Collected data entries:
*** Begin section ***

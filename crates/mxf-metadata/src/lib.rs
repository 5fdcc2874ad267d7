//! Interchange object graph: the metadata-set model, arena, factory
//! registry, and typed constructors for every concrete node type (§3, §4.4).

pub mod builders;
pub mod error;
pub mod graph;
pub mod set;

pub use error::{Error, Result};
pub use graph::{make_object, Graph};
pub use mxf_klv::tlv::{PropertyValue, Timestamp};
pub use set::Object;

*** End section ***

> **Directions**
Could you output each line above exactly as it was given?

> **Written response**
filename crates/mxf-metadata/src/lib.rs
repository 5fdcc2874ad267d7
//! Interchange object graph: the metadata-set model, arena, factory
//! registry, and typed constructors for every concrete node type (§3, §4.4).

pub mod builders;
pub mod error;
pub mod graph;
pub mod set;

pub use error::{Error, Result};
pub use graph::{make_object, Graph};
pub use mxf_klv::tlv::{PropertyValue, Timestamp};
pub use set::Object;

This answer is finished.